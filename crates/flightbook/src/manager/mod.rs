//! Flight and booking operations.
//!
//! Every operation reloads the collections it needs from [`Storage`],
//! changes them in memory, validates, and writes them back whole. Nothing is
//! cached between calls.

mod audit;
mod query;

use tracing::{debug, warn};
use uuid::Uuid;

pub use audit::{AuditReport, LedgerStats, SeatDrift};
pub use query::FlightQuery;

use crate::config::{Config, MAX_ID_LENGTH, MIN_ID_LENGTH};
use crate::error::{Error, Result};
use crate::model::{Booking, Flight, NewFlight, Passenger};
use crate::storage::Storage;

/// Default number of hex characters in a booking id.
const DEFAULT_ID_LENGTH: usize = 8;

/// Use cases over the flights and bookings collections.
#[derive(Debug, Clone)]
pub struct FlightManager {
    storage: Storage,
    id_length: usize,
}

impl FlightManager {
    /// Create a manager over the given storage.
    #[must_use]
    pub fn new(storage: Storage) -> Self {
        Self {
            storage,
            id_length: DEFAULT_ID_LENGTH,
        }
    }

    /// Create a manager from loaded configuration.
    #[must_use]
    pub fn from_config(config: &Config) -> Self {
        let storage = Storage::new(config.data_dir()).with_pretty(config.storage.pretty);
        Self::new(storage).with_id_length(config.booking.id_length)
    }

    /// Set the length of generated booking ids.
    #[must_use]
    pub fn with_id_length(mut self, id_length: usize) -> Self {
        self.id_length = id_length.clamp(MIN_ID_LENGTH, MAX_ID_LENGTH);
        self
    }

    /// Get the underlying storage.
    #[must_use]
    pub fn storage(&self) -> &Storage {
        &self.storage
    }

    /// Create and store a new flight.
    ///
    /// # Errors
    ///
    /// Returns [`Error::DuplicateFlight`] if the number is taken,
    /// [`Error::Validation`] if the flight is invalid, or a storage error.
    pub fn add_flight(&self, new: NewFlight) -> Result<Flight> {
        let mut flights = self.storage.load_flights()?;
        if flights.iter().any(|f| f.number == new.number) {
            return Err(Error::DuplicateFlight { number: new.number });
        }

        let flight = Flight::from(new);
        flight.validate()?;
        flights.push(flight.clone());
        self.storage.save_flights(&flights)?;

        debug!(
            "Added flight {} ({} -> {}, {} seats)",
            flight.number, flight.origin, flight.destination, flight.capacity
        );
        Ok(flight)
    }

    /// All flights in storage order.
    ///
    /// # Errors
    ///
    /// Returns a storage error.
    pub fn list_flights(&self) -> Result<Vec<Flight>> {
        self.storage.load_flights()
    }

    /// Look up a flight by number.
    ///
    /// # Errors
    ///
    /// Returns a storage error.
    pub fn get_flight(&self, number: &str) -> Result<Option<Flight>> {
        let flights = self.storage.load_flights()?;
        Ok(flights.into_iter().find(|f| f.number == number))
    }

    /// Flights matching every filter in the query, in storage order.
    ///
    /// # Errors
    ///
    /// Returns a storage error.
    pub fn search_flights(&self, query: &FlightQuery) -> Result<Vec<Flight>> {
        let flights = self.storage.load_flights()?;
        Ok(flights.into_iter().filter(|f| query.matches(f)).collect())
    }

    /// Delete a flight.
    ///
    /// Bookings referencing the flight are left untouched.
    ///
    /// # Errors
    ///
    /// Returns [`Error::FlightNotFound`] if no flight has that number, or a
    /// storage error.
    pub fn remove_flight(&self, number: &str) -> Result<Flight> {
        let mut flights = self.storage.load_flights()?;
        let index = flights
            .iter()
            .position(|f| f.number == number)
            .ok_or_else(|| Error::FlightNotFound {
                number: number.to_string(),
            })?;

        let removed = flights.remove(index);
        self.storage.save_flights(&flights)?;

        debug!("Removed flight {}", removed.number);
        Ok(removed)
    }

    /// Book seats on a flight.
    ///
    /// The booking is saved before the flight's counter; a failure between the
    /// two writes leaves the counter short (see [`FlightManager::audit`]).
    ///
    /// # Errors
    ///
    /// Returns [`Error::FlightNotFound`] for an unknown flight,
    /// [`Error::InsufficientSeats`] if the flight cannot hold `seats`,
    /// [`Error::Validation`] for an invalid passenger or seat count, or a
    /// storage error.
    pub fn add_booking(
        &self,
        flight_number: &str,
        passenger: Passenger,
        seats: u32,
    ) -> Result<Booking> {
        let mut flights = self.storage.load_flights()?;
        let flight = flights
            .iter_mut()
            .find(|f| f.number == flight_number)
            .ok_or_else(|| Error::FlightNotFound {
                number: flight_number.to_string(),
            })?;

        let available = flight.available_seats();
        if seats > available {
            return Err(Error::InsufficientSeats {
                number: flight.number.clone(),
                requested: seats,
                available,
            });
        }

        passenger.validate()?;
        let mut bookings = self.storage.load_bookings()?;
        let booking = Booking::new(
            self.next_booking_id(&bookings),
            flight.number.clone(),
            passenger,
            seats,
        );
        booking.validate()?;

        bookings.push(booking.clone());
        self.storage.save_bookings(&bookings)?;

        flight.hold_seats(seats);
        flight.validate()?;
        self.storage.save_flights(&flights)?;

        debug!(
            "Booked {} seat(s) on {} as {}",
            booking.seats, booking.flight_number, booking.booking_id
        );
        Ok(booking)
    }

    /// Cancel a booking and release its seats.
    ///
    /// Cancelling an already-cancelled booking changes nothing. If the
    /// booked flight has since been removed, only the booking is updated.
    ///
    /// # Errors
    ///
    /// Returns [`Error::BookingNotFound`] for an unknown id, or a storage
    /// error.
    pub fn cancel_booking(&self, booking_id: &str) -> Result<Booking> {
        let mut bookings = self.storage.load_bookings()?;
        let booking = bookings
            .iter_mut()
            .find(|b| b.booking_id == booking_id)
            .ok_or_else(|| Error::BookingNotFound {
                booking_id: booking_id.to_string(),
            })?;

        if !booking.is_confirmed() {
            debug!("Booking {} already cancelled", booking.booking_id);
            return Ok(booking.clone());
        }

        let mut flights = self.storage.load_flights()?;
        if let Some(flight) = flights.iter_mut().find(|f| f.number == booking.flight_number) {
            flight.release_seats(booking.seats);
            flight.validate()?;
            self.storage.save_flights(&flights)?;
        } else {
            warn!(
                "Flight {} for booking {} no longer exists; releasing nothing",
                booking.flight_number, booking.booking_id
            );
        }

        booking.cancel();
        let cancelled = booking.clone();
        self.storage.save_bookings(&bookings)?;

        debug!("Cancelled booking {}", cancelled.booking_id);
        Ok(cancelled)
    }

    /// All bookings in storage order.
    ///
    /// # Errors
    ///
    /// Returns a storage error.
    pub fn list_bookings(&self) -> Result<Vec<Booking>> {
        self.storage.load_bookings()
    }

    /// Compare flight counters against confirmed bookings.
    ///
    /// # Errors
    ///
    /// Returns a storage error.
    pub fn audit(&self) -> Result<AuditReport> {
        let flights = self.storage.load_flights()?;
        let bookings = self.storage.load_bookings()?;
        let report = AuditReport::from_collections(&flights, &bookings);

        for drift in &report.drift {
            warn!(
                "Flight {} records {} booked seats but confirmed bookings hold {}",
                drift.flight_number, drift.recorded, drift.confirmed
            );
        }
        for booking_id in &report.orphaned_bookings {
            warn!("Booking {} references a missing flight", booking_id);
        }
        Ok(report)
    }

    /// Totals across both collections.
    ///
    /// # Errors
    ///
    /// Returns a storage error.
    pub fn stats(&self) -> Result<LedgerStats> {
        let flights = self.storage.load_flights()?;
        let bookings = self.storage.load_bookings()?;
        Ok(LedgerStats::from_collections(&flights, &bookings))
    }

    /// A fresh id not used by any existing booking.
    fn next_booking_id(&self, bookings: &[Booking]) -> String {
        loop {
            let mut id = Uuid::new_v4().simple().to_string();
            id.truncate(self.id_length);
            if bookings.iter().all(|b| b.booking_id != id) {
                return id;
            }
            debug!("Booking id {} already taken, regenerating", id);
        }
    }
}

____________

● **PROBLEM TO SOLVE**:
Beginning at the line with "use crate::storage::Storage;" and ending at the line with "pub fn from_config(config: &Config)", reproduce each line of the data above exactly, and add no other lines.

● **SOLUTION TO THE EXERCISE**:
use crate::storage::Storage;

/// Default number of hex characters in a booking id.
const DEFAULT_ID_LENGTH: usize = 8;

/// Use cases over the flights and bookings collections.
#[derive(Debug, Clone)]
pub struct FlightManager {
    storage: Storage,
    id_length: usize,
}

impl FlightManager {
    /// Create a manager over the given storage.
    #[must_use]
    pub fn new(storage: Storage) -> Self {
        Self {
            storage,
            id_length: DEFAULT_ID_LENGTH,
        }
    }

    /// Create a manager from loaded configuration.
    #[must_use]
    pub fn from_config(config: &Config) -> Self {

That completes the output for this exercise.